Top of RECORDS FOR THE EXERCISE

//! Domain layer for the location services client
//!
//! Contains the value objects and errors shared by the service clients and
//! the command-line front end. This layer performs no I/O.

pub mod errors;
pub mod value_objects;

pub use errors::DomainError;
pub use value_objects::*;
//! Console rendering of service results

use domain::Coordinate;
use location_services::{Candidate, DEFAULT_CATEGORIES, Directions};

/// Geocoding result: candidates as JSON, or a "nothing found" line
pub fn geocode_report(query: &str, candidates: &[Candidate]) -> Result<String, serde_json::Error> {
    if candidates.is_empty() {
        return Ok(format!("Nothing found for {query}"));
    }
    serde_json::to_string_pretty(candidates)
}

/// Place search result: one block per named place
pub fn places_report(categories: &[String], near: Option<Coordinate>, places: &[Candidate]) -> String {
    if places.is_empty() {
        let location = near.unwrap_or_else(Coordinate::washington_dc);
        let categories = if categories.is_empty() {
            DEFAULT_CATEGORIES.join(",")
        } else {
            categories.join(",")
        };
        return format!("Nothing found near {location} matching {categories}");
    }

    places
        .iter()
        .filter(|p| p.place_name.is_some())
        .map(|p| format!("{}\n\n", p.format_detail()))
        .collect()
}

/// Directions result: summary JSON, step count and each instruction
pub fn directions_report(directions: &Directions) -> Result<String, serde_json::Error> {
    let mut out = serde_json::to_string(&directions.summary)?;
    out.push('\n');
    out.push_str(&format!("{} direction steps\n", directions.steps.len()));
    for text in directions.instructions() {
        out.push_str(text);
        out.push('\n');
    }
    Ok(out)
}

Bottom of RECORDS FOR THE EXERCISE

## EXERCISE DETAILS
Only the lines from the one containing "let location = near.unwrap_or_else(Coordinate::washington_dc);" through the final line of the data belong in the answer, repeated exactly.

## EXERCISE OUTPUT
        let location = near.unwrap_or_else(Coordinate::washington_dc);
        let categories = if categories.is_empty() {
            DEFAULT_CATEGORIES.join(",")
        } else {
            categories.join(",")
        };
        return format!("Nothing found near {location} matching {categories}");
    }

    places
        .iter()
        .filter(|p| p.place_name.is_some())
        .map(|p| format!("{}\n\n", p.format_detail()))
        .collect()
}

/// Directions result: summary JSON, step count and each instruction
pub fn directions_report(directions: &Directions) -> Result<String, serde_json::Error> {
    let mut out = serde_json::to_string(&directions.summary)?;
    out.push('\n');
    out.push_str(&format!("{} direction steps\n", directions.steps.len()));
    for text in directions.instructions() {
        out.push_str(text);
        out.push('\n');
    }
    Ok(out)
}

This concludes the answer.